Abstract The changes in the molecular and crystal structures of the four-coordinate ZnX2L2 complexes through the chloride, bromide, iodide series and with L = acetophenone (acp), pyridine-N-oxide (pyo), dimethylformamide (dmf), dimethylsulfoxide (dmso) and trimethylamine-oxide (tmno) are reviewed. Tmno, as the strongest of these monodentate oxo-ligands, gives the shortest Zn–O and longest Zn–X bonds. As to molecular packing, the chlorides and bromides of the pyo, dmso and tmno series are not isotypic while the bromides and iodides – apart from the pyo complexes – are similar. Evidence from inter-molecular approach distances in the pyo and dmso series indicates a field strength sequence CH––Cl > CH––O > CH––Br and this dominates the molecular packing.

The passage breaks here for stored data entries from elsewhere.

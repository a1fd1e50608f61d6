use thiserror::Error;

#[derive(Debug, Error, Clone, PartialEq)]
/// Errors returned by location construction and geohash encoding.
pub enum GeoError {
    /// Latitude outside `[-90, 90]` or not finite.
    #[error("invalid latitude {value}: must be within [-90, 90]")]
    InvalidLatitude {
        /// Rejected value.
        value: f64,
    },

    /// Longitude outside `[-180, 180]` or not finite.
    #[error("invalid longitude {value}: must be within [-180, 180]")]
    InvalidLongitude {
        /// Rejected value.
        value: f64,
    },

    /// Geohash precision of zero or beyond the encoder limit.
    #[error("invalid geohash precision {precision}: must be within 1..={max}")]
    InvalidPrecision {
        /// Requested precision.
        precision: usize,
        /// Largest supported precision.
        max: usize,
    },

    /// The geohash encoder rejected the input.
    #[error("geohash encoding failed: {reason}")]
    Encoding { reason: String },
}

/// Convenience result type for geo operations.
pub type GeoResult<T> = Result<T, GeoError>;
//! Basic close-by and search flow over an in-memory catalog.

use std::sync::Arc;

use anyhow::Result;
use chrono::NaiveTime;
use nearbite::{
    GetRestaurantsRequest, InMemoryStore, Location, MokaCacheBackend, RestaurantRecord,
    RestaurantService,
};

fn record(restaurant_id: &str, name: &str, latitude: f64, longitude: f64) -> Result<RestaurantRecord> {
    Ok(RestaurantRecord {
        id: format!("demo-{restaurant_id}"),
        restaurant_id: restaurant_id.to_string(),
        name: name.to_string(),
        city: "Bengaluru".to_string(),
        image_url: String::new(),
        location: Location::new(latitude, longitude)?,
        opens_at: NaiveTime::from_hms_opt(8, 0, 0).unwrap_or_default(),
        closes_at: NaiveTime::from_hms_opt(22, 0, 0).unwrap_or_default(),
        attributes: vec!["South Indian".to_string()],
    })
}

#[tokio::main]
async fn main() -> Result<()> {
    let store = Arc::new(InMemoryStore::new());
    store.upsert_restaurant(record("1", "Dosa Corner", 12.968, 77.63)?);
    store.upsert_restaurant(record("2", "Far Away Cafe", 13.2, 77.63)?);

    let service = RestaurantService::new(Arc::new(MokaCacheBackend::new()), store);
    let now = NaiveTime::from_hms_opt(9, 30, 0).unwrap_or_default();

    let request = GetRestaurantsRequest::new(12.95, 77.63);
    for _ in 0..2 {
        let response = service.find_all_restaurants_close_by(&request, now).await?;
        println!(
            "close by: {} restaurant(s), cache {:?}",
            response.len(),
            response.cache_status
        );
    }

    let search = request.with_search("south");
    let response = service
        .find_restaurants_by_search_query_concurrent(&search, now)
        .await?;
    for view in &response.restaurants {
        println!("search hit: {} ({})", view.name, view.restaurant_id);
    }

    Ok(())
}
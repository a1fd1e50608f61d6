use thiserror::Error;

use crate::geo::GeoError;
use crate::store::StoreError;

/// Failures reported by a [`CacheBackend`](super::CacheBackend).
///
/// The geo cache degrades on every one of these, so they never leave the cache layer.
#[derive(Debug, Error)]
pub enum BackendError {
    #[error("cache backend unavailable: {reason}")]
    Unavailable { reason: String },

    #[error("cache read failed for key '{key}': {reason}")]
    ReadFailed { key: String, reason: String },

    #[error("cache write failed for key '{key}': {reason}")]
    WriteFailed { key: String, reason: String },
}

/// Failures returned by [`GeoCache::lookup`](super::GeoCache::lookup).
#[derive(Debug, Error)]
pub enum CacheError {
    #[error("invalid cache key: {0}")]
    Key(#[from] GeoError),

    #[error("backing store lookup failed: {0}")]
    Store(#[from] StoreError),
}

pub type BackendResult<T> = Result<T, BackendError>;

pub type CacheResult<T> = Result<T, CacheError>;
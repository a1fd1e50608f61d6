//! Nearbite library crate (used by the server binary and integration tests).
//!
//! Answers "which restaurants near me are open right now", optionally narrowed by a search term.
//!
//! # Layers
//!
//! - [`geo`], [`policy`]: distance, opening hours, peak-hour serving radius, proximity filter.
//! - [`store`]: backing-store contract ([`RestaurantStore`]) and the in-memory catalog.
//! - [`finder`]: per-strategy lookups over a store, filtered for the request.
//! - [`cache`]: geohash-keyed cache-aside over the "everything nearby" scan.
//! - [`search`]: sequential and pooled concurrent fan-out across the four search strategies.
//! - [`service`]: the caller-facing [`RestaurantService`].
//! - [`gateway`]: Axum HTTP surface.
//!
//! ## Test/Mock Support
//! Mock implementations are available behind `#[cfg(any(test, feature = "mock"))]`.

pub mod cache;
pub mod config;
pub mod constants;
pub mod finder;
pub mod gateway;
pub mod geo;
pub mod model;
pub mod payload;
pub mod policy;
pub mod search;
pub mod service;
pub mod store;

pub use cache::{
    BackendError, CacheBackend, CacheError, CacheResult, CacheStatus, GeoCache, GeoLookupResult,
    MokaCacheBackend, NEARBITE_CACHE_HEADER, NEARBITE_STATUS_HEADER, cache_key,
};
#[cfg(any(test, feature = "mock"))]
pub use cache::MockCacheBackend;

pub use config::{Config, ConfigError};
pub use finder::{RestaurantFinder, SearchStrategy};
pub use gateway::{GatewayError, HandlerState, create_router_with_state};
pub use geo::{GeoError, GeoResult, Location, distance_km, geohash};
pub use model::{ItemRecord, MenuRecord, RestaurantRecord, RestaurantView};
pub use payload::{PayloadDecoder, PayloadEncoder, PayloadError};
pub use policy::{ProximityFilter, is_eligible, is_open, is_peak_hour, serving_radius_km};
pub use search::{
    PoolError, PoolSettings, SearchAggregator, SearchError, SearchQuery, SearchResult,
    WorkerPool, search_concurrent, search_sequential,
};
pub use service::{
    GetRestaurantsRequest, GetRestaurantsResponse, RestaurantService, SearchMode, ServiceError,
    ServiceResult, ServiceSettings,
};
#[cfg(any(test, feature = "mock"))]
pub use store::MockRestaurantStore;
pub use store::{Catalog, InMemoryStore, RestaurantStore, StoreError, StoreResult};
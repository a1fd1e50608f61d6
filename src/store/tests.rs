use std::io::Write;
use std::time::Duration;

use super::*;
use crate::model::fixtures::{item, location, menu, restaurant};

fn seeded_store() -> InMemoryStore {
    let origin = location(12.95, 77.63);

    let mut dosa = restaurant("r1", "Dosa Corner", origin);
    dosa.attributes = vec!["South Indian".to_string(), "Vegetarian".to_string()];
    let mut tandoor = restaurant("r2", "Tandoor House", origin);
    tandoor.attributes = vec!["North Indian".to_string()];
    let plain = restaurant("r3", "Plain Cafe", origin);

    InMemoryStore::from_catalog(Catalog {
        restaurants: vec![dosa, tandoor, plain],
        menus: vec![
            menu("r1", vec![item("i1", "Masala Dosa", &["Spicy", "Veg"])]),
            menu(
                "r2",
                vec![
                    item("i2", "Butter Naan", &["Veg"]),
                    item("i3", "Chicken Tikka", &["Spicy"]),
                ],
            ),
        ],
        items: vec![
            item("i1", "Masala Dosa", &["Spicy", "Veg"]),
            item("i2", "Butter Naan", &["Veg"]),
            item("i3", "Chicken Tikka", &["Spicy"]),
        ],
    })
}

fn ids(records: &[crate::model::RestaurantRecord]) -> Vec<&str> {
    let mut ids: Vec<_> = records.iter().map(|r| r.restaurant_id.as_str()).collect();
    ids.sort_unstable();
    ids
}

#[test]
fn test_matcher_exact_membership() {
    let matcher = AttributeMatcher::new("South Indian");
    assert!(matcher.matches(&["South Indian".to_string()]));
    assert!(!matcher.matches(&[]));
}

#[test]
fn test_matcher_case_insensitive_substring() {
    let matcher = AttributeMatcher::new("indian");
    assert!(matcher.matches(&["North Indian".to_string()]));
    assert!(matcher.matches(&["INDIAN".to_string()]));
    assert!(!matcher.matches(&["Chinese".to_string()]));
}

#[test]
fn test_matcher_regex_term() {
    let matcher = AttributeMatcher::new("^(north|south) ");
    assert!(matcher.matches(&["South Indian".to_string()]));
    assert!(!matcher.matches(&["Indian South".to_string()]));
}

#[test]
fn test_matcher_invalid_regex_falls_back_to_literal() {
    let matcher = AttributeMatcher::new("c++(");
    assert!(matcher.matches(&["Loves C++( a lot".to_string()]));
    assert!(!matcher.matches(&["C plus plus".to_string()]));
    assert_eq!(matcher.term(), "c++(");
}

#[tokio::test]
async fn test_find_by_name_is_exact() {
    let store = seeded_store();

    let found = store.find_restaurants_by_name("Dosa Corner").await.unwrap();
    assert_eq!(ids(&found), ["r1"]);

    let none = store.find_restaurants_by_name("dosa corner").await.unwrap();
    assert!(none.is_empty());
}

#[tokio::test]
async fn test_find_by_attribute() {
    let store = seeded_store();

    let found = store.find_restaurants_by_attribute("indian").await.unwrap();
    assert_eq!(ids(&found), ["r1", "r2"]);

    let veg = store.find_restaurants_by_attribute("Vegetarian").await.unwrap();
    assert_eq!(ids(&veg), ["r1"]);
}

#[tokio::test]
async fn test_item_resolution_chain() {
    let store = seeded_store();

    let items = store.find_items_by_name("Butter Naan").await.unwrap();
    assert_eq!(items.len(), 1);

    let item_ids: Vec<String> = items.iter().map(|i| i.item_id.clone()).collect();
    let menus = store.find_menus_by_item_ids(&item_ids).await.unwrap();
    assert_eq!(menus.len(), 1);
    assert_eq!(menus[0].restaurant_id, "r2");

    let spicy = store.find_items_by_attribute("spicy").await.unwrap();
    assert_eq!(spicy.len(), 2);
}

#[tokio::test]
async fn test_find_by_ids_deduplicates_and_ignores_unknown() {
    let store = seeded_store();
    let wanted = vec!["r2".to_string(), "r2".to_string(), "missing".to_string()];

    let found = store.find_restaurants_by_ids(&wanted).await.unwrap();
    assert_eq!(ids(&found), ["r2"]);

    assert!(store.find_restaurants_by_ids(&[]).await.unwrap().is_empty());
    assert!(store.find_menus_by_item_ids(&[]).await.unwrap().is_empty());
}

#[tokio::test]
async fn test_upserts_replace_by_public_id() {
    let store = seeded_store();
    assert_eq!(store.restaurant_count(), 3);

    let mut renamed = restaurant("r3", "Fancy Cafe", location(12.95, 77.63));
    renamed.attributes = vec!["Cafe".to_string()];
    store.upsert_restaurant(renamed);
    store.upsert_restaurant(restaurant("r4", "New Place", location(12.9, 77.6)));

    assert_eq!(store.restaurant_count(), 4);
    assert!(store.find_restaurants_by_name("Plain Cafe").await.unwrap().is_empty());
    assert_eq!(
        ids(&store.find_restaurants_by_name("Fancy Cafe").await.unwrap()),
        ["r3"]
    );

    store.upsert_item(item("i2", "Garlic Naan", &["Veg"]));
    store.upsert_menu(menu("r4", vec![item("i2", "Garlic Naan", &["Veg"])]));
    let snapshot = store.snapshot();
    assert_eq!(snapshot.items.len(), 3);
    assert_eq!(snapshot.menus.len(), 3);
}

#[test]
fn test_load_json_catalog() {
    let mut file = tempfile::NamedTempFile::new().expect("create temp file");
    write!(
        file,
        r#"{{
            "restaurants": [{{
                "restaurantId": "10", "name": "A2B", "city": "Hsr Layout",
                "imageUrl": "www.google.com", "latitude": 20.027, "longitude": 30.0,
                "opensAt": "18:00", "closesAt": "23:00", "attributes": ["Tamil"]
            }}],
            "items": [{{ "itemId": "i1", "name": "Idli", "attributes": [] }}]
        }}"#
    )
    .expect("write");
    file.flush().expect("flush");

    let store = InMemoryStore::load_json(file.path()).expect("should load");
    let snapshot = store.snapshot();
    assert_eq!(snapshot.restaurants.len(), 1);
    assert_eq!(snapshot.items.len(), 1);
    assert!(snapshot.menus.is_empty());
}

#[test]
fn test_load_json_errors() {
    let missing = InMemoryStore::load_json(std::path::Path::new("/nonexistent/catalog.json"));
    assert!(matches!(missing, Err(StoreError::CatalogIo { .. })));

    let mut file = tempfile::NamedTempFile::new().expect("create temp file");
    file.write_all(b"{ not json").expect("write");
    file.flush().expect("flush");
    let garbage = InMemoryStore::load_json(file.path());
    assert!(matches!(garbage, Err(StoreError::CatalogParse { .. })));
}

#[tokio::test]
async fn test_mock_counts_and_fails() {
    let store = MockRestaurantStore::new();
    store
        .inner()
        .upsert_restaurant(restaurant("r1", "One", location(1.0, 1.0)));

    assert_eq!(store.find_all().await.unwrap().len(), 1);
    assert_eq!(store.calls(StoreOperation::FindAll), 1);

    store.fail_on(StoreOperation::FindAll);
    let err = store.find_all().await.unwrap_err();
    assert!(err.to_string().contains("find_all"));
    assert_eq!(store.calls(StoreOperation::FindAll), 2);

    store.clear_failures();
    assert!(store.find_all().await.is_ok());
    assert_eq!(store.total_calls(), 3);

    store.reset_calls();
    assert_eq!(store.total_calls(), 0);
}

#[tokio::test]
async fn test_mock_delay_applies() {
    let store = MockRestaurantStore::new();
    store.delay(StoreOperation::RestaurantsByName, Duration::from_millis(30));

    let start = std::time::Instant::now();
    let _ = store.find_restaurants_by_name("x").await.unwrap();
    assert!(start.elapsed() >= Duration::from_millis(30));
}
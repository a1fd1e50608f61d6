//! Fan a search term out to every strategy and merge the groups in strategy order.

use std::sync::Arc;
use std::time::Duration;

use chrono::NaiveTime;
use tracing::{debug, instrument, warn};

use super::error::{SearchError, SearchResult};
use super::pool::{TaskHandle, WorkerPool};
use crate::constants::{POOL_SHUTDOWN_DEADLINE, SEARCH_POOL_WORKERS};
use crate::finder::{RestaurantFinder, SearchStrategy};
use crate::geo::Location;
use crate::model::RestaurantView;
use crate::policy::ProximityFilter;
use crate::store::{RestaurantStore, StoreResult};

type StrategyHandle = (SearchStrategy, TaskHandle<StoreResult<Vec<RestaurantView>>>);

/// One search request, resolved to a location, time and radius.
#[derive(Debug, Clone, PartialEq)]
pub struct SearchQuery {
    pub location: Location,
    pub term: String,
    pub now: NaiveTime,
    pub radius_km: f64,
}

impl SearchQuery {
    pub fn new(location: Location, term: impl Into<String>, now: NaiveTime, radius_km: f64) -> Self {
        Self {
            location,
            term: term.into(),
            now,
            radius_km,
        }
    }

    pub fn filter(&self) -> ProximityFilter {
        ProximityFilter::new(self.location, self.now, self.radius_km)
    }
}

/// Sizing for the concurrent path.
#[derive(Debug, Clone, Copy, PartialEq, Eq)]
pub struct PoolSettings {
    pub workers: usize,
    pub shutdown_deadline: Duration,
}

impl Default for PoolSettings {
    fn default() -> Self {
        Self {
            workers: SEARCH_POOL_WORKERS,
            shutdown_deadline: POOL_SHUTDOWN_DEADLINE,
        }
    }
}

pub struct SearchAggregator<S: RestaurantStore + 'static> {
    finder: RestaurantFinder<S>,
    pool: PoolSettings,
}

impl<S: RestaurantStore + 'static> Clone for SearchAggregator<S> {
    fn clone(&self) -> Self {
        Self {
            finder: self.finder.clone(),
            pool: self.pool,
        }
    }
}

impl<S: RestaurantStore + 'static> std::fmt::Debug for SearchAggregator<S> {
    fn fmt(&self, f: &mut std::fmt::Formatter<'_>) -> std::fmt::Result {
        f.debug_struct("SearchAggregator")
            .field("finder", &self.finder)
            .field("pool", &self.pool)
            .finish()
    }
}

impl<S: RestaurantStore + 'static> SearchAggregator<S> {
    pub fn new(finder: RestaurantFinder<S>) -> Self {
        Self::with_pool(finder, PoolSettings::default())
    }

    pub fn with_pool(finder: RestaurantFinder<S>, pool: PoolSettings) -> Self {
        Self { finder, pool }
    }

    pub fn finder(&self) -> &RestaurantFinder<S> {
        &self.finder
    }

    pub fn pool_settings(&self) -> PoolSettings {
        self.pool
    }

    /// Runs each strategy in turn on the caller's task and concatenates the groups.
    ///
    /// No dedup across groups. A failing strategy is logged and contributes nothing.
    #[instrument(skip(self, query), fields(term = %query.term))]
    pub async fn search_sequential(&self, query: &SearchQuery) -> Vec<RestaurantView> {
        if query.term.is_empty() {
            return Vec::new();
        }

        let filter = query.filter();
        let mut merged = Vec::new();
        for strategy in SearchStrategy::ALL {
            match self.finder.find(strategy, &query.term, &filter).await {
                Ok(group) => merged.extend(group),
                Err(e) => warn!(strategy = %strategy, error = %e, "Search strategy failed, skipping"),
            }
        }

        debug!(results = merged.len(), "Sequential search complete");
        merged
    }

    /// Runs every strategy on a bounded pool and merges in strategy order.
    ///
    /// Any strategy failure (or task panic) fails the whole search. The pool is torn down
    /// before returning, aborting stragglers once the shutdown deadline passes.
    #[instrument(skip(self, query), fields(term = %query.term, workers = self.pool.workers))]
    pub async fn search_concurrent(&self, query: &SearchQuery) -> SearchResult<Vec<RestaurantView>> {
        if query.term.is_empty() {
            return Ok(Vec::new());
        }

        let mut pool = WorkerPool::new("search", self.pool.workers);
        let handles: Vec<_> = SearchStrategy::ALL
            .into_iter()
            .map(|strategy| {
                let finder = self.finder.clone();
                let term = query.term.clone();
                let filter = query.filter();
                let handle = pool.submit(async move { finder.find(strategy, &term, &filter).await });
                (strategy, handle)
            })
            .collect();

        let merged = Self::collect(handles).await;
        pool.shutdown(self.pool.shutdown_deadline).await;

        if let Ok(results) = &merged {
            debug!(results = results.len(), "Concurrent search complete");
        }
        merged
    }

    /// Joins handles in submission order, stopping at the first failure.
    async fn collect(handles: Vec<StrategyHandle>) -> SearchResult<Vec<RestaurantView>> {
        let mut merged = Vec::new();
        for (strategy, handle) in handles {
            let group = handle
                .join()
                .await?
                .map_err(|source| SearchError::StrategyFailed { strategy, source })?;
            merged.extend(group);
        }
        Ok(merged)
    }
}

/// [`SearchAggregator::search_sequential`] over a shared store.
pub async fn search_sequential<S: RestaurantStore + 'static>(
    store: Arc<S>,
    query: &SearchQuery,
) -> Vec<RestaurantView> {
    SearchAggregator::new(RestaurantFinder::new(store))
        .search_sequential(query)
        .await
}

/// [`SearchAggregator::search_concurrent`] over a shared store with the default pool.
pub async fn search_concurrent<S: RestaurantStore + 'static>(
    store: Arc<S>,
    query: &SearchQuery,
) -> SearchResult<Vec<RestaurantView>> {
    SearchAggregator::new(RestaurantFinder::new(store))
        .search_concurrent(query)
        .await
}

It enhances Cl/Br differences, but would not reduce Br/I similarities. The structures of the acp complexes, including the chain-polymeric [{ZnCl2(acp)} n ] are dominated by an approach to parallel packing of the large planar ligands. In the pyo series parallel orientation of the planar rings provides efficient packing, but each set of rings is oriented to meet CH––X attraction requirements. The ring orientation is particularly sensitive to halogen size. With the complexes from the non-planar ligands dmso and tmno, structural variations arise from the influence of the methyl substituents as well as from differences in the halogen sizes; but CH––O approaches again become relatively more important in the bromides and iodides. In the dmf series because there is a strong preference for a particular molecular orientation, there is no change in space group, though with the iodide packing instability does lead to a phase change at low temperature.